Concern that racial minorities and the poor are shouldering a disproportionate share of the burden of environmental hazards has prompted interest in ways to redress existing environmental inequities. Many efforts have been made to identify these inequities, but not in terms of the actual risks associated with environmental hazards. Researchers at Resources for the Future are now combining risk assessment techniques with geographical information systems (GIS) software to do just that. They are analyzing environmental equity with respect to the risks from industrial hazards in Allegheny County, Pennsylvania. This test case of the use of GIS to analyze environmental equity has suggested that those most exposed to environmental risks are not always nonwhites and the poor.

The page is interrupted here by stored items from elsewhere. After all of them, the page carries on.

//! Recording mocks for the transport seam, used by unit tests, integration
//! tests and benches in downstream crates.

use crate::transport::{Connection, Delivery, MessageId, Protocol};
use std::sync::atomic::{AtomicBool, Ordering};
use std::sync::{Arc, Mutex};

/// Connection mock that records every frame and can be told to refuse sends.
#[derive(Default)]
pub struct RecordingConnection {
    frames: Mutex<Vec<Vec<u8>>>,
    refuse: AtomicBool,
}

impl RecordingConnection {
    pub fn new() -> Arc<Self> {
        Arc::new(Self::default())
    }

    /// Make every following `send` report failure, as a closed socket would.
    pub fn set_refuse(&self, refuse: bool) {
        self.refuse.store(refuse, Ordering::SeqCst);
    }

    pub fn frames(&self) -> Vec<Vec<u8>> {
        self.frames.lock().unwrap().clone()
    }

    pub fn sent_count(&self) -> usize {
        self.frames.lock().unwrap().len()
    }
}

impl Connection for RecordingConnection {
    fn send(&self, frame: &[u8]) -> bool {
        if self.refuse.load(Ordering::SeqCst) {
            return false;
        }
        self.frames.lock().unwrap().push(frame.to_vec());
        true
    }
}

/// Protocol mock that hands out an injected connection and records every
/// completion notification.
pub struct RecordingProtocol {
    connection: Mutex<Option<Arc<dyn Connection>>>,
    completions: Mutex<Vec<(MessageId, Delivery)>>,
}

impl RecordingProtocol {
    pub fn new(connection: Arc<dyn Connection>) -> Arc<Self> {
        Arc::new(Self {
            connection: Mutex::new(Some(connection)),
            completions: Mutex::new(Vec::new()),
        })
    }

    /// Protocol that never had a connection, for the missing-connection paths.
    pub fn disconnected() -> Arc<Self> {
        Arc::new(Self {
            connection: Mutex::new(None),
            completions: Mutex::new(Vec::new()),
        })
    }

    /// Drop the connection reference, as when a peer goes away mid-flight.
    /// The pool only holds a weak reference, so once the caller's clones are
    /// gone too the upgrade inside the pool starts failing.
    pub fn drop_connection(&self) {
        *self.connection.lock().unwrap() = None;
    }

    pub fn completions(&self) -> Vec<(MessageId, Delivery)> {
        self.completions.lock().unwrap().clone()
    }

    pub fn completion_count(&self) -> usize {
        self.completions.lock().unwrap().len()
    }
}

impl Protocol for RecordingProtocol {
    fn connection(&self) -> Option<Arc<dyn Connection>> {
        self.connection.lock().unwrap().clone()
    }

    fn message_sent(&self, id: MessageId, outcome: Delivery) {
        self.completions.lock().unwrap().push((id, outcome));
    }
}
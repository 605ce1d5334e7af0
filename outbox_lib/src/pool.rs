//! Pool of reusable outbound message buffers.
//!
//! The pool owns every buffer, decides when auto-send buffers are flushed
//! to their transport, and recycles buffers for reuse. One mutex serializes
//! every operation; nothing here blocks on I/O while holding it, so
//! [`Connection::send`](common::Connection::send) implementations must not
//! block either.

use crate::buffer::{BufferState, MessageBuffer};
use crate::config::{GrowthPolicy, PoolConfig};
use crate::error::{AcquireError, ConfigError, ReleaseError, SendError, WriteError};
use crate::metrics;
use common::{Delivery, MessageId, Protocol};
use std::collections::VecDeque;
use std::sync::{Arc, Mutex, MutexGuard, Weak};

pub struct MessagePool {
    config: PoolConfig,
    inner: Mutex<PoolInner>,
}

struct PoolInner {
    /// Full owned collection; grows on demand, never shrinks.
    buffers: Vec<MessageBuffer>,
    /// Ids of exactly the buffers in `Allocated` state, in acquisition order.
    auto_send: VecDeque<MessageId>,
    /// Logical clock in milliseconds, advanced once per server tick so age
    /// comparisons within one sweep share a stable time base.
    tick_ms: u64,
}

impl MessagePool {
    pub fn new(config: PoolConfig) -> Result<Self, ConfigError> {
        config.validate()?;
        let buffers = (0..config.initial_buffers)
            .map(|_| MessageBuffer::new(config.buffer_capacity))
            .collect();
        Ok(Self {
            config,
            inner: Mutex::new(PoolInner {
                buffers,
                auto_send: VecDeque::new(),
                tick_ms: 0,
            }),
        })
    }

    pub fn with_defaults() -> Self {
        Self::new(PoolConfig::default()).expect("default pool config is valid")
    }

    pub fn config(&self) -> &PoolConfig {
        &self.config
    }

    fn lock(&self) -> MutexGuard<'_, PoolInner> {
        self.inner.lock().unwrap()
    }

    /// Hand out a buffer for `protocol` to fill. Reuses the first free
    /// buffer, growing the pool per [`GrowthPolicy`] when none exists.
    /// Auto-send buffers join the flush queue immediately; the caller of a
    /// non-auto-send buffer sends via [`send_now`](Self::send_now).
    pub fn acquire(
        &self,
        protocol: &Arc<dyn Protocol>,
        auto_send: bool,
    ) -> Result<MessageId, AcquireError> {
        let mut inner = self.lock();

        let free_slot = inner
            .buffers
            .iter()
            .position(|b| b.state == BufferState::Free);
        let index = match free_slot {
            Some(index) => index,
            None => {
                if let GrowthPolicy::Bounded(bound) = self.config.growth {
                    if inner.buffers.len() >= bound {
                        tracing::warn!(
                            in_use = inner.buffers.len(),
                            bound,
                            "buffer pool exhausted"
                        );
                        return Err(AcquireError::Exhausted {
                            in_use: inner.buffers.len(),
                            bound,
                        });
                    }
                }
                inner
                    .buffers
                    .push(MessageBuffer::new(self.config.buffer_capacity));
                metrics::inc_grown();
                tracing::debug!(pool_size = inner.buffers.len(), "buffer pool grew");
                inner.buffers.len() - 1
            }
        };

        let id = MessageId::new(index);
        let connection = protocol.connection();
        if connection.is_none() {
            tracing::warn!(%id, "acquiring a buffer for a protocol with no connection");
        }

        let tick = inner.tick_ms;
        let buffer = &mut inner.buffers[index];
        buffer.reset();
        buffer.state = if auto_send {
            BufferState::Allocated
        } else {
            BufferState::AllocatedNoAutosend
        };
        buffer.created_at_tick = tick;
        buffer.protocol = Some(Arc::downgrade(protocol));
        buffer.connection = connection.as_ref().map(Arc::downgrade);

        if auto_send {
            inner.auto_send.push_back(id);
        }
        metrics::inc_acquired();
        Ok(id)
    }

    /// Append payload bytes. Only legal while the buffer is allocated.
    pub fn write(&self, id: MessageId, bytes: &[u8]) -> Result<(), WriteError> {
        let mut inner = self.lock();
        let buffer = inner
            .buffers
            .get_mut(id.index())
            .ok_or(WriteError::UnknownMessage(id))?;
        buffer.append(bytes)
    }

    /// Immediately send a buffer acquired without auto-send. Any other
    /// state is refused: a queued or already-waiting buffer must never be
    /// resent or double-freed from here.
    pub fn send_now(&self, id: MessageId) -> Result<(), SendError> {
        let mut inner = self.lock();
        let buffer = inner
            .buffers
            .get_mut(id.index())
            .ok_or(SendError::UnknownMessage(id))?;
        if buffer.state != BufferState::AllocatedNoAutosend {
            metrics::inc_invalid_transition();
            tracing::warn!(%id, state = ?buffer.state, "explicit send refused");
            return Err(SendError::InvalidState {
                state: buffer.state,
            });
        }
        Self::dispatch(buffer, id);
        Ok(())
    }

    /// One flush sweep over the auto-send queue. A buffer is flushed once
    /// its payload outgrows `size_threshold` or it has aged past
    /// `max_latency_ms` on the logical clock; both comparisons are strict.
    /// Flushed buffers leave the queue whatever the transport said; the
    /// rest stay queued for a later sweep. Returns the number flushed.
    pub fn flush_eligible(&self) -> usize {
        let mut inner = self.lock();
        let tick = inner.tick_ms;
        let mut retained = VecDeque::with_capacity(inner.auto_send.len());
        let mut flushed = 0;

        while let Some(id) = inner.auto_send.pop_front() {
            let buffer = &mut inner.buffers[id.index()];
            debug_assert_eq!(buffer.state, BufferState::Allocated);

            let age_ms = tick.saturating_sub(buffer.created_at_tick);
            if buffer.payload_len() <= self.config.size_threshold
                && age_ms <= self.config.max_latency_ms
            {
                retained.push_back(id);
                continue;
            }

            Self::dispatch(buffer, id);
            flushed += 1;
        }

        inner.auto_send = retained;
        flushed
    }

    /// Return a buffer to the pool. `confirmed_sent` is required to release
    /// a `Waiting` buffer and triggers the delivered notification; buffers
    /// released before transmission are discarded silently.
    pub fn release(&self, id: MessageId, confirmed_sent: bool) -> Result<(), ReleaseError> {
        let mut inner = self.lock();
        let state = inner
            .buffers
            .get(id.index())
            .ok_or(ReleaseError::UnknownMessage(id))?
            .state;

        match state {
            BufferState::Allocated => {
                inner.auto_send.retain(|queued| *queued != id);
                inner.buffers[id.index()].reset();
                metrics::inc_recycled();
                Ok(())
            }
            BufferState::AllocatedNoAutosend => {
                inner.buffers[id.index()].reset();
                metrics::inc_recycled();
                Ok(())
            }
            BufferState::Waiting => {
                if confirmed_sent {
                    Self::complete(&mut inner.buffers[id.index()], id, Delivery::Delivered);
                    Ok(())
                } else {
                    metrics::inc_invalid_transition();
                    tracing::warn!(%id, "release of a buffer still awaiting transport");
                    Err(ReleaseError::StillPending)
                }
            }
            BufferState::Free => {
                metrics::inc_invalid_transition();
                tracing::warn!(%id, "double release of a free buffer");
                Err(ReleaseError::AlreadyFree)
            }
        }
    }

    /// Advance the logical clock. The clock never moves backwards, so a
    /// stale caller cannot make queued buffers look younger than they are.
    pub fn begin_tick(&self, now_ms: u64) {
        let mut inner = self.lock();
        inner.tick_ms = inner.tick_ms.max(now_ms);
    }

    /// Hand one finished buffer to its transport. Transport refusal and a
    /// vanished connection both take the synthesized-completion path: the
    /// message is treated as sent and the buffer recycled, with no retry.
    fn dispatch(buffer: &mut MessageBuffer, id: MessageId) {
        buffer.write_length_prefix();
        match buffer.connection.as_ref().and_then(Weak::upgrade) {
            Some(connection) => {
                if connection.send(buffer.frame()) {
                    buffer.state = BufferState::Waiting;
                    metrics::inc_sent();
                } else {
                    metrics::inc_send_failed();
                    tracing::debug!(%id, len = buffer.payload_len(), "transport refused frame, discarding");
                    Self::complete(buffer, id, Delivery::Discarded);
                }
            }
            None => {
                metrics::inc_send_failed();
                tracing::warn!(%id, "no connection for outbound buffer, discarding");
                Self::complete(buffer, id, Delivery::Discarded);
            }
        }
    }

    /// Notify the owning protocol exactly once and recycle the buffer.
    fn complete(buffer: &mut MessageBuffer, id: MessageId, outcome: Delivery) {
        if let Some(protocol) = buffer.protocol.as_ref().and_then(Weak::upgrade) {
            protocol.message_sent(id, outcome);
        } else {
            tracing::debug!(%id, "owning protocol gone before completion");
        }
        buffer.reset();
        metrics::inc_recycled();
    }

    pub fn len(&self) -> usize {
        self.lock().buffers.len()
    }

    pub fn is_empty(&self) -> bool {
        self.lock().buffers.is_empty()
    }

    pub fn free_count(&self) -> usize {
        self.lock()
            .buffers
            .iter()
            .filter(|b| b.state == BufferState::Free)
            .count()
    }

    /// Buffers currently queued for the automatic flush sweep.
    pub fn queued_count(&self) -> usize {
        self.lock().auto_send.len()
    }

    pub fn state(&self, id: MessageId) -> Option<BufferState> {
        self.lock().buffers.get(id.index()).map(|b| b.state)
    }

    pub fn payload_len(&self, id: MessageId) -> Option<usize> {
        self.lock().buffers.get(id.index()).map(|b| b.payload_len())
    }

    pub fn tick_ms(&self) -> u64 {
        self.lock().tick_ms
    }
}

Environmental justice, or the equitable distribution of environmental hazards, is currently attracting more attention than perhaps any other environmental issue. Last year, the White House issued an executive order that requires federal agencies to consider the impacts of their decisions on environmental equity, and the U.S. Environmental Protection Agency has created a special office to facilitate such analyses. Both actions were motivated by concern that racial minorities and the poor may be shouldering a disproportionate share of the impacts of environmental hazards.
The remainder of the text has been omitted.